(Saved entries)
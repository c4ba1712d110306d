// Copyright (c) Microsoft Corporation.
// Licensed under the MIT license.

//! Task-local storage. A [`TaskLocal`] entry belongs to one task alone and dies with it. An
//! [`InheritedTaskLocal`] entry is shared: at spawn, the child snapshots the parent's inherited entries, so a
//! value set before spawning flows into every descendant while later changes stay with the task that made them.
//!
//! Entries are keyed by the address of the declaring static, so a `static` item is the only sensible way to hold
//! either type.

//======================================================================================================================
// Imports
//======================================================================================================================

use crate::runtime::{
    fail::Fail,
    sleep::current_task_or_fail,
    task::TaskContext,
};
use ::std::{
    any::Any,
    collections::HashMap,
    sync::Arc,
};

//======================================================================================================================
// Structures
//======================================================================================================================

/// Per-task storage behind [`TaskContext::locals`].
#[derive(Default)]
pub(crate) struct LocalStorage {
    /// Entries owned by this task alone.
    own: HashMap<usize, Box<dyn Any + Send>>,
    /// Entries shared with ancestors and descendants.
    inherited: HashMap<usize, Arc<dyn Any + Send + Sync>>,
}

/// Declares a task-local value. Each task sees its own copy, created on first access from `init`.
pub struct TaskLocal<T: Send + 'static> {
    init: fn() -> T,
}

/// Declares an inheritable task-local value. Children spawned after a [`Self::set`] share the value set; tasks
/// without an ancestor value get one from `init` on first access.
pub struct InheritedTaskLocal<T: Send + Sync + 'static> {
    init: fn() -> T,
}

//======================================================================================================================
// Associate Functions
//======================================================================================================================

impl LocalStorage {
    /// The storage a child task starts from: the inherited entries, shared, and nothing else.
    pub(crate) fn snapshot_inherited(&self) -> LocalStorage {
        LocalStorage {
            own: HashMap::new(),
            inherited: self.inherited.clone(),
        }
    }
}

impl<T: Send + 'static> TaskLocal<T> {
    pub const fn new(init: fn() -> T) -> Self {
        Self { init }
    }

    /// Runs `f` on the calling task's copy of the value, creating it first if this is the first access. Fails with
    /// `EPERM` outside a task.
    pub fn with<F, U>(&'static self, f: F) -> Result<U, Fail>
    where
        F: FnOnce(&mut T) -> U,
    {
        let ctx: Arc<TaskContext> = current_task_or_fail("task_local")?;
        let mut locals = ctx.locals.lock().unwrap();
        let entry: &mut Box<dyn Any + Send> = locals
            .own
            .entry(self.key())
            .or_insert_with(|| Box::new((self.init)()));
        match entry.downcast_mut::<T>() {
            Some(value) => Ok(f(value)),
            None => unreachable!("task-local entry holds a foreign type"),
        }
    }

    /// Returns a clone of the calling task's copy of the value.
    pub fn get(&'static self) -> Result<T, Fail>
    where
        T: Clone,
    {
        self.with(|value| value.clone())
    }

    /// Replaces the calling task's copy of the value.
    pub fn set(&'static self, value: T) -> Result<(), Fail> {
        self.with(move |slot| *slot = value)
    }

    fn key(&'static self) -> usize {
        self as *const Self as usize
    }
}

impl<T: Send + Sync + 'static> InheritedTaskLocal<T> {
    pub const fn new(init: fn() -> T) -> Self {
        Self { init }
    }

    /// Returns the value shared with this task, creating a fresh one if no ancestor set it. Fails with `EPERM`
    /// outside a task.
    pub fn get(&'static self) -> Result<Arc<T>, Fail> {
        let ctx: Arc<TaskContext> = current_task_or_fail("task_local")?;
        let mut locals = ctx.locals.lock().unwrap();
        let entry: &mut Arc<dyn Any + Send + Sync> = locals
            .inherited
            .entry(self.key())
            .or_insert_with(|| Arc::new((self.init)()));
        match entry.clone().downcast::<T>() {
            Ok(value) => Ok(value),
            Err(_) => unreachable!("inherited task-local entry holds a foreign type"),
        }
    }

    /// Replaces the value for this task and for children spawned from now on. Tasks already holding the old value
    /// keep it.
    pub fn set(&'static self, value: T) -> Result<(), Fail> {
        let ctx: Arc<TaskContext> = current_task_or_fail("task_local")?;
        ctx.locals.lock().unwrap().inherited.insert(self.key(), Arc::new(value));
        Ok(())
    }

    fn key(&'static self) -> usize {
        self as *const Self as usize
    }
}

//======================================================================================================================
// Unit Tests
//======================================================================================================================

◆ EXERCISE DIRECTIONS: Scan the records for lines that hold "alone", and reproduce each one you find.

◆ FINAL ANSWER:
//! Task-local storage. A [`TaskLocal`] entry belongs to one task alone and dies with it. An
    /// Entries owned by this task alone.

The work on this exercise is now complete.